● La préparation de la bibliothèque comprend une étape de sélection de taille
● Analyse bioinformatique centrée sur la prédiction des miARN et leurs cibles
●Analyse complète de la bioinformatique:Permettant l'identification des miARN connus et nouveaux, l'identification des cibles miARN et l'annotation fonctionnelle correspondante et l'enrichissement avec plusieurs bases de données (Kegg, GO)
●Contrôle de la qualité rigoureux: Nous mettons en œuvre des points de contrôle principaux à toutes les étapes, de la préparation des échantillons et de la bibliothèque au séquençage et à la bioinformatique. Cette surveillance méticuleuse garantit la livraison de résultats de haute qualité toujours de haute qualité.
●Support post-vente: Notre engagement s'étend au-delà de l'achèvement du projet avec une période de service après-vente de 3 mois.

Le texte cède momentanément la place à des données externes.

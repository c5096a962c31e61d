//! Market regime snapshot types: the daily output of the Regime Calculator.

use chrono::NaiveDate;
use serde::{Deserialize, Serialize};

#[derive(Debug, Clone, Copy, PartialEq, Eq, Serialize, Deserialize)]
#[serde(rename_all = "snake_case")]
pub enum TrendLabel {
    Improving,
    Worsening,
    Flat,
}

#[derive(Debug, Clone, Copy, PartialEq, Eq, Serialize, Deserialize)]
#[serde(rename_all = "snake_case")]
pub enum MarketPhase {
    ConfirmedUptrend,
    RallyAttempt,
    UptrendUnderPressure,
    MarketInCorrection,
}

#[derive(Debug, Clone, Copy, PartialEq, Eq, Serialize, Deserialize)]
#[serde(rename_all = "snake_case")]
pub enum RegimeLabel {
    Bullish,
    Neutral,
    Bearish,
}

impl RegimeLabel {
    /// bullish (> +0.5), neutral ([-0.5, +0.5]), bearish (< -0.5) per spec §4.4.
    pub fn from_score(score: f64) -> Self {
        if score > 0.5 {
            RegimeLabel::Bullish
        } else if score < -0.5 {
            RegimeLabel::Bearish
        } else {
            RegimeLabel::Neutral
        }
    }

    pub fn as_str(self) -> &'static str {
        match self {
            RegimeLabel::Bullish => "bullish",
            RegimeLabel::Neutral => "neutral",
            RegimeLabel::Bearish => "bearish",
        }
    }
}

/// Recommended long-equity exposure band, derived from total D-day count.
#[derive(Debug, Clone, Copy, PartialEq, Serialize, Deserialize)]
pub struct ExposureBand {
    pub min_pct: u8,
    pub max_pct: u8,
}

impl ExposureBand {
    /// Table from spec §4.4.
    pub fn from_total_distribution_days(total: u32) -> Self {
        match total {
            0..=4 => ExposureBand { min_pct: 80, max_pct: 100 },
            5..=6 => ExposureBand { min_pct: 70, max_pct: 90 },
            7..=8 => ExposureBand { min_pct: 60, max_pct: 80 },
            9..=10 => ExposureBand { min_pct: 40, max_pct: 60 },
            11..=12 => ExposureBand { min_pct: 20, max_pct: 40 },
            _ => ExposureBand { min_pct: 0, max_pct: 20 },
        }
    }
}

/// Per-index distribution-day tracking, over the rolling 25-day window.
#[derive(Debug, Clone, Copy, Default, PartialEq, Serialize, Deserialize)]
pub struct IndexDistributionDays {
    pub count: u32,
    pub five_day_delta: i32,
    pub trend: Option<TrendLabel>,
}

#[derive(Debug, Clone, Copy, PartialEq, Serialize, Deserialize)]
pub struct FuturesSnapshot {
    pub es_pct: f64,
    pub nq_pct: f64,
    pub ym_pct: f64,
    pub timestamp: chrono::DateTime<chrono::Utc>,
}

#[derive(Debug, Clone, PartialEq, Serialize, Deserialize)]
pub struct MarketRegimeAlert {
    pub date: NaiveDate,
    pub spy_distribution_days: IndexDistributionDays,
    pub qqq_distribution_days: IndexDistributionDays,
    pub trend_label: TrendLabel,
    pub market_phase: MarketPhase,
    pub composite_score: f64,
    pub regime_label: RegimeLabel,
    pub futures: Option<FuturesSnapshot>,
    pub exposure_band: ExposureBand,
    pub alert_sent: bool,
}

impl MarketRegimeAlert {
    pub fn total_distribution_days(&self) -> u32 {
        self.spy_distribution_days.count + self.qqq_distribution_days.count
    }
}

/// Rally-attempt / follow-through-day state carried across regime cycles.
#[derive(Debug, Clone, Copy, Default, PartialEq, Serialize, Deserialize)]
pub struct FollowThroughState {
    pub rally_day: Option<u32>,
    pub rally_low: Option<f64>,
    pub most_recent_ftd: Option<NaiveDate>,
    pub failed_rally_count: u32,
    pub successful_ftd_count: u32,
}

#[cfg(test)]
mod tests {
    use super::*;

    #[test]
    fn exposure_band_matches_table() {
        assert_eq!(
            ExposureBand::from_total_distribution_days(3),
            ExposureBand { min_pct: 80, max_pct: 100 }
        );
        assert_eq!(
            ExposureBand::from_total_distribution_days(21),
            ExposureBand { min_pct: 0, max_pct: 20 }
        );
        assert_eq!(
            ExposureBand::from_total_distribution_days(9),
            ExposureBand { min_pct: 40, max_pct: 60 }
        );
    }

    #[test]
    fn regime_label_thresholds() {
        assert_eq!(RegimeLabel::from_score(0.8), RegimeLabel::Bullish);
        assert_eq!(RegimeLabel::from_score(-0.8), RegimeLabel::Bearish);
        assert_eq!(RegimeLabel::from_score(0.0), RegimeLabel::Neutral);
        assert_eq!(RegimeLabel::from_score(0.5), RegimeLabel::Neutral);
    }

    #[test]
    fn scenario_s5_regime_flip() {
        let alert = MarketRegimeAlert {
            date: NaiveDate::from_ymd_opt(2026, 1, 5).unwrap(),
            spy_distribution_days: IndexDistributionDays {
                count: 11,
                five_day_delta: 2,
                trend: Some(TrendLabel::Worsening),
            },
            qqq_distribution_days: IndexDistributionDays {
                count: 10,
                five_day_delta: 1,
                trend: Some(TrendLabel::Worsening),
            },
            trend_label: TrendLabel::Worsening,
            market_phase: MarketPhase::MarketInCorrection,
            composite_score: -0.8,
            regime_label: RegimeLabel::from_score(-0.8),
            futures: None,
            exposure_band: ExposureBand::from_total_distribution_days(21),
            alert_sent: false,
        };
        assert_eq!(alert.regime_label, RegimeLabel::Bearish);
        assert_eq!(alert.exposure_band, ExposureBand { min_pct: 0, max_pct: 20 });
        assert_eq!(alert.total_distribution_days(), 21);
    }
}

Pendant ce temps, nous offrons un suivi du projet, une assistance de dépannage et des séances de questions-réponses pour répondre à toutes les requêtes liées aux résultats.
●Expertise approfondie: Avec une expérience de la fermeture avec succès de plusieurs projets d'ARNs couvrant plus de 300 espèces dans divers domaines de recherche, notre équipe apporte une richesse d'expérience à chaque projet.
Bibliothèque | Plate-forme | Données recommandées | Données QC |
Taille sélectionnée | Illumina SE50 | Lectures de 10m à 20m | Q30 ≥ 85% |
Nucléotides:
Conc. (Ng / μl) | Quantité (μg) | Pureté | Intégrité |
≥ 80 | ≥ 0,8 | OD260 / 280 = 1,7-2,5 OD260 / 230 = 0,5-2,5 Contamination limitée ou non protéique ou ADN montré sur le gel. | Rin ≥ 6,0; 5.0≥28s / 18S ≥ 1,0; Élévation limitée ou non de référence |
● Plantes:
Racine, tige ou pétale: 450 mg
Feuille ou graine: 300 mg
Fruit: 1,2 g
● Animal:
Cœur ou intestin: 450 mg
Viscères ou cerveau: 240 mg
Muscle: 600 mg
Os, cheveux ou peau: 1,5 g
● Arthropodes:
Insectes: 9g
Crustacea: 450 mg
● sang total: 2 tubes
● Cellules: 106 cellules
● Sérum et plasma:6 ml
Récipient: 2 ml de tube à centrifugeuse (la papier d'étain n'est pas recommandée)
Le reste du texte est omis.